When Ben Bella was released from his imprisonment in France last March, he showed his displeasure with his former comrades. For whatever reason he refused to play ball with the collective leadership. In sharp contradiction to the tradition of solidarity which has marked the FLN leadership, be began to make personal statements in the Arab countries and to let it be understood that he did not accept either the authority or the policy of Ben Khedda. The deal with the OAS, which finished the shooting and bombing in the large towns, probably proved to be the last straw for him. A special session of the parliament-in-exile was called in Tripoli last month, and it seems that Ben Khedda found himself in a minority.
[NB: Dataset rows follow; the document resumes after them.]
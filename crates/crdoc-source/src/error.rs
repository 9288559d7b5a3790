//! Source loading errors

use std::path::PathBuf;
use thiserror::Error;

/// Error while loading a Go package
#[derive(Debug, Error)]
pub enum SourceError {
    #[error("Failed to read {path}: {source}")]
    Io {
        path: PathBuf,
        #[source]
        source: std::io::Error,
    },

    #[error("Failed to list {path}: {source}")]
    Walk {
        path: PathBuf,
        #[source]
        source: walkdir::Error,
    },

    #[error("Failed to parse {path}: {source}")]
    Parse {
        path: PathBuf,
        #[source]
        source: crate::parser::ParseError,
    },

    #[error("Directory not found: {0}")]
    DirectoryNotFound(PathBuf),

    #[error("No Go source files in {0}")]
    NoGoFiles(PathBuf),

    #[error("Found packages {first} and {second} in {dir}")]
    PackageMismatch {
        dir: PathBuf,
        first: String,
        second: String,
    },
}

pub type Result<T> = std::result::Result<T, SourceError>;
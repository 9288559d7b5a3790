//! Model command - dump the documentation model

use std::path::Path;

use crate::error::Result;

pub fn run(dir: &Path, json: bool, word_offset: usize) -> Result<()> {
    let group = super::load_model(dir, word_offset)?;

    if json {
        println!("{}", serde_json::to_string_pretty(&group)?);
    } else {
        print!("{}", serde_yaml::to_string(&group)?);
    }

    Ok(())
}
But he left Tripoli with his friends before any final decision was taken about the leadership.  

It is difficult to predict the course that this struggle for power will eventually take. Those who are now contending for control are men who have come through the hard school of war and prison, all of them animated by the belief that they embody the true interests of the Algerian Revolution. Most French sympathy understandably goes to Ben Khedda, because he seems the most moderate and the most determined to carry out the agreement with France. President Bourguiba of Tunisia has also given warm support to Ben Khedda. In the short run, all this has no doubt helped him, and he was the first to make a hero’s entry into Algiers this week. But this “Western” support may prove to be a kiss of death. The last word, of course, will be with the rank-and-file who have carried on the struggle inside Algeria for seven years. Reports from the countryside this week suggest that the FLN are in such a militant mood that they may well respond to extremist appeals to carry the revolution through to the bitter end. 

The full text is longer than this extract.